(Collected data entries)
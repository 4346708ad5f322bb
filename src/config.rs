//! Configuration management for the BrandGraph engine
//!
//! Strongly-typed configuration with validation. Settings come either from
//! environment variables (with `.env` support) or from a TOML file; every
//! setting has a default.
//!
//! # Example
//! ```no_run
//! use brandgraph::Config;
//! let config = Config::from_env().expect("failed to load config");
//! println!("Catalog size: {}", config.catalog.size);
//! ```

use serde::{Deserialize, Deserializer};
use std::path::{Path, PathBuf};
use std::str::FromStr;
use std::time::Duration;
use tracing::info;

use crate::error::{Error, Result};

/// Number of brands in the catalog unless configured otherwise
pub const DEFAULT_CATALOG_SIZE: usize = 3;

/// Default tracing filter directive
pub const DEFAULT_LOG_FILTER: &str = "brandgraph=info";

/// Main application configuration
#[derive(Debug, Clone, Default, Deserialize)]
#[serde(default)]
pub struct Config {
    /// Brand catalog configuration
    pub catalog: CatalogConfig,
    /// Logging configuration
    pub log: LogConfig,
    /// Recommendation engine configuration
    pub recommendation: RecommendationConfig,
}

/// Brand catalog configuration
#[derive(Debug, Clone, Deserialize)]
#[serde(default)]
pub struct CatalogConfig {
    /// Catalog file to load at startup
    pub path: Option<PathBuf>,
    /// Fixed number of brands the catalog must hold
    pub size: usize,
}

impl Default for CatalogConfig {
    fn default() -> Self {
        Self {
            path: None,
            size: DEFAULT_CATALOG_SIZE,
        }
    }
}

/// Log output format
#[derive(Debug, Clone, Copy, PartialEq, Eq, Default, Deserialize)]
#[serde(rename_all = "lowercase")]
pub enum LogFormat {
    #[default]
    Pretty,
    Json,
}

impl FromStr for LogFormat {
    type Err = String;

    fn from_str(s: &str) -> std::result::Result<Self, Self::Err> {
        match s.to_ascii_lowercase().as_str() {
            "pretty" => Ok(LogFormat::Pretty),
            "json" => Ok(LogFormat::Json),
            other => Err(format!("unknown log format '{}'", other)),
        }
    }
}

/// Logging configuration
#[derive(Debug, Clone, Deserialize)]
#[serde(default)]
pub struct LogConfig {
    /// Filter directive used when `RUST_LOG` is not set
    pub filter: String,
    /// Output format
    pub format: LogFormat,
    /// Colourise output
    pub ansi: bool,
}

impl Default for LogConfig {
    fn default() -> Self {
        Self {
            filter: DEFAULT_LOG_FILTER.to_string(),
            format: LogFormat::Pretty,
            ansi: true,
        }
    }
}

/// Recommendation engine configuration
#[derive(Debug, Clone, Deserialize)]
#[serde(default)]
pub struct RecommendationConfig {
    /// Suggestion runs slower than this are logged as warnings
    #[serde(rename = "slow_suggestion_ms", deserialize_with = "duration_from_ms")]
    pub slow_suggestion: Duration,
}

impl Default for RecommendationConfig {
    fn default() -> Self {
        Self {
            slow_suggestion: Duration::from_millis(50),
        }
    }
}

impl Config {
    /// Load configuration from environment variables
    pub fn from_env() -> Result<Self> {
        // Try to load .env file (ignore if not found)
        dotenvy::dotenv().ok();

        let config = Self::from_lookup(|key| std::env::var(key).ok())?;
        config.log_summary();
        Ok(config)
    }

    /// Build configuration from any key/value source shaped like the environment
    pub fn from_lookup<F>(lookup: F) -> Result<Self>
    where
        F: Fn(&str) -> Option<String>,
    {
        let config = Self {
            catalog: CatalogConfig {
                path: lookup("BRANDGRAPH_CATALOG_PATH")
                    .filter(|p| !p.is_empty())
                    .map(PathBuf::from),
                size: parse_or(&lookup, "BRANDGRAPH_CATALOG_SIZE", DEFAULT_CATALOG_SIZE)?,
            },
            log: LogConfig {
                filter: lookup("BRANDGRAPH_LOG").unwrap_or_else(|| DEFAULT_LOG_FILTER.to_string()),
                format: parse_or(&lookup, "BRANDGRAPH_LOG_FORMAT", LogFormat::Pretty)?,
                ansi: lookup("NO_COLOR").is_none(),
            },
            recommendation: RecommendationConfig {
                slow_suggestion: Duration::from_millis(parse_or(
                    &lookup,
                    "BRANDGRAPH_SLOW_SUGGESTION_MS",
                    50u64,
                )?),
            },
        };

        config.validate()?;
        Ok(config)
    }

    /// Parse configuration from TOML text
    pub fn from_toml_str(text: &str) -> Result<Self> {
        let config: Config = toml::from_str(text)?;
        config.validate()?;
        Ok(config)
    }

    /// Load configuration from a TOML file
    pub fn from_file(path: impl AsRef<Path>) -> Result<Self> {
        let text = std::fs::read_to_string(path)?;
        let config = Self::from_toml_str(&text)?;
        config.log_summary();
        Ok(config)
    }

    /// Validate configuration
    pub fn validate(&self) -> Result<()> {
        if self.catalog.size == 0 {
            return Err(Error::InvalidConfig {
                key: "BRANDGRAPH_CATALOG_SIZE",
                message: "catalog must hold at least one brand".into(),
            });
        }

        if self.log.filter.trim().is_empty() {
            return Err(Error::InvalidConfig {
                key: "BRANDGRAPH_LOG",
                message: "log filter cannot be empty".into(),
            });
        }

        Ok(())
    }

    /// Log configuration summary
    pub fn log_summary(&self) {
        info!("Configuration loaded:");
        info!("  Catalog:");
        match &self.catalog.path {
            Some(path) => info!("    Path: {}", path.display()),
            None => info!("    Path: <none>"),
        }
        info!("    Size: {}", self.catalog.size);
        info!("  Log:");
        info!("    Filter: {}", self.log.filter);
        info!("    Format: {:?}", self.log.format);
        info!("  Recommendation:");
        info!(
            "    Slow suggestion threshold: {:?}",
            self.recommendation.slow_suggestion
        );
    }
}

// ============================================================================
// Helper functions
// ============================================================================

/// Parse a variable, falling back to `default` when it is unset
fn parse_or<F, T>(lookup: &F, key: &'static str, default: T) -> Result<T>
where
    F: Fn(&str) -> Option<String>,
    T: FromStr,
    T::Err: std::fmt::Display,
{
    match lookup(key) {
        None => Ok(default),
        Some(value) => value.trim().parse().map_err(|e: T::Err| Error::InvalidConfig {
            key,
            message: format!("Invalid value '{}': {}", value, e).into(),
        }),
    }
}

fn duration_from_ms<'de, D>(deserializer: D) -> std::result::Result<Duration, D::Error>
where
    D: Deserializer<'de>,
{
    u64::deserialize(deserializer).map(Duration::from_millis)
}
...
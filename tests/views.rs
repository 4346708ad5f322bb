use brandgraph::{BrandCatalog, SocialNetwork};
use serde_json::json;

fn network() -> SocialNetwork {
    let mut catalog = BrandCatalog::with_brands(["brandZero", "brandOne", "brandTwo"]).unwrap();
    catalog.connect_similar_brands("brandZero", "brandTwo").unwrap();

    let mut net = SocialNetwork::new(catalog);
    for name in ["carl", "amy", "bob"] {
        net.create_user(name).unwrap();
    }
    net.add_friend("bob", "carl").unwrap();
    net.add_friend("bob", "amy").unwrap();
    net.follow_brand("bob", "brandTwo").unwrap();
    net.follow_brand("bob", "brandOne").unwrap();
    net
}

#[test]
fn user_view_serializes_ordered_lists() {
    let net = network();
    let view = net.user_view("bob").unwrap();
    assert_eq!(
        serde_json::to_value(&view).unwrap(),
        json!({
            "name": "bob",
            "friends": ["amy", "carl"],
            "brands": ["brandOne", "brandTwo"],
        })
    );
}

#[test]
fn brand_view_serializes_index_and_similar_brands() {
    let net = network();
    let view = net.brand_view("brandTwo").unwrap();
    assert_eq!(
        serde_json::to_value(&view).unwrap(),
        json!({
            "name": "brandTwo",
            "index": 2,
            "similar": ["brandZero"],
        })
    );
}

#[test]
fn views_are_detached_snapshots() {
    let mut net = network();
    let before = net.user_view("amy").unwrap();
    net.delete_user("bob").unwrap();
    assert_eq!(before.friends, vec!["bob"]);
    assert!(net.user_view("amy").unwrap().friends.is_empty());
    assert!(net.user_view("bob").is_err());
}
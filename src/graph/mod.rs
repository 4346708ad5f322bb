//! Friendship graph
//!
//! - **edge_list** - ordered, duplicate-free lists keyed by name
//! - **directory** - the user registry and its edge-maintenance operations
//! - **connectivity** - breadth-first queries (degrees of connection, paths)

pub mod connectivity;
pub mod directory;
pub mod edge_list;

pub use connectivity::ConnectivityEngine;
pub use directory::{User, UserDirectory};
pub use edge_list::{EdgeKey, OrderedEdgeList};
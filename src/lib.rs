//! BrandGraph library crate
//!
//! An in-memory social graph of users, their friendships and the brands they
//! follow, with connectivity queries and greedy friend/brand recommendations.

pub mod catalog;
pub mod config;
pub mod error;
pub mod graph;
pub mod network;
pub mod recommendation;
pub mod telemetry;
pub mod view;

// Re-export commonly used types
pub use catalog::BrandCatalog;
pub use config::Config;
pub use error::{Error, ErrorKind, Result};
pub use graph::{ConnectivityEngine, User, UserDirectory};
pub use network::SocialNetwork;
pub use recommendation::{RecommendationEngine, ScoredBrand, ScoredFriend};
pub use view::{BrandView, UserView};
==
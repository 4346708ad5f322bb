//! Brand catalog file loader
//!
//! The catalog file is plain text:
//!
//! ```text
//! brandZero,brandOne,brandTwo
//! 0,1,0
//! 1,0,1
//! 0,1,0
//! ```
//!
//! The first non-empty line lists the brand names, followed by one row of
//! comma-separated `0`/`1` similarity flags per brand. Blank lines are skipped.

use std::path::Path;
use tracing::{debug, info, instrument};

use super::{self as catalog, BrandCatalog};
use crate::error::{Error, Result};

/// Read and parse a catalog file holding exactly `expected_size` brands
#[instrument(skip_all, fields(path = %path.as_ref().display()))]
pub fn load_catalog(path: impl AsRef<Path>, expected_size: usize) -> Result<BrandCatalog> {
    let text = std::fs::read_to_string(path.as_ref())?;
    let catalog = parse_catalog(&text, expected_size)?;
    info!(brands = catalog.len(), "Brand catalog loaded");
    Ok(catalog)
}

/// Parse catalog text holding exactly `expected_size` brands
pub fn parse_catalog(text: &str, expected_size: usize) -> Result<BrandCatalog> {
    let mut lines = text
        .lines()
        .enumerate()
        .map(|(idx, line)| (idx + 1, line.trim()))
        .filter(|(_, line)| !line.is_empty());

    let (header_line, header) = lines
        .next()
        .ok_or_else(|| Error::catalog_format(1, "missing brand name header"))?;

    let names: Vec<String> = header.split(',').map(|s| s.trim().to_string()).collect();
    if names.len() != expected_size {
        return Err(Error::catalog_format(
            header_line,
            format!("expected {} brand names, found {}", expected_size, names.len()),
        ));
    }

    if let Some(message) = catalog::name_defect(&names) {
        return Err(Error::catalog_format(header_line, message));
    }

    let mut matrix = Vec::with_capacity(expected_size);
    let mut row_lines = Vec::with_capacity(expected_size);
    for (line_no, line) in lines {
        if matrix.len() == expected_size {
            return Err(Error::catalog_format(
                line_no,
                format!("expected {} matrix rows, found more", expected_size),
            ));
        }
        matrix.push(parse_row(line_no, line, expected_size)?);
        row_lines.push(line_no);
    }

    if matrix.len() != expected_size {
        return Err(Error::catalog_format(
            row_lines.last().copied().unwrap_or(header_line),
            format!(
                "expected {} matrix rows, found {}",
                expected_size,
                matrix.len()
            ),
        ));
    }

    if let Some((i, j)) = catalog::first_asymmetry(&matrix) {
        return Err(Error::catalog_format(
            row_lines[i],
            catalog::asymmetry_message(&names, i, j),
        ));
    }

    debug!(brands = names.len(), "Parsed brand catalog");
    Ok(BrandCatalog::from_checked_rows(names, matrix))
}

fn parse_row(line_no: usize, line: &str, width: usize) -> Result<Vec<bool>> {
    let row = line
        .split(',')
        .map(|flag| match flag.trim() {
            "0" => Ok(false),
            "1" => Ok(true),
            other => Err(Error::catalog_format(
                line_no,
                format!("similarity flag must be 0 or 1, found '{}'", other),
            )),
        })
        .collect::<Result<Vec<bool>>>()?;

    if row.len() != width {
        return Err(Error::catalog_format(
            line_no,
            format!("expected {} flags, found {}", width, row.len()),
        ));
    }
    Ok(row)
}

### WORK TO BE COMPLETED
Would you please return all lines of the data that include the word "brandTwo"?

### YOUR RESPONSE
    let mut catalog = BrandCatalog::with_brands(["brandZero", "brandOne", "brandTwo"]).unwrap();
    catalog.connect_similar_brands("brandZero", "brandTwo").unwrap();
    net.follow_brand("bob", "brandTwo").unwrap();
            "brands": ["brandOne", "brandTwo"],
    let view = net.brand_view("brandTwo").unwrap();
            "name": "brandTwo",
//! brandZero,brandOne,brandTwo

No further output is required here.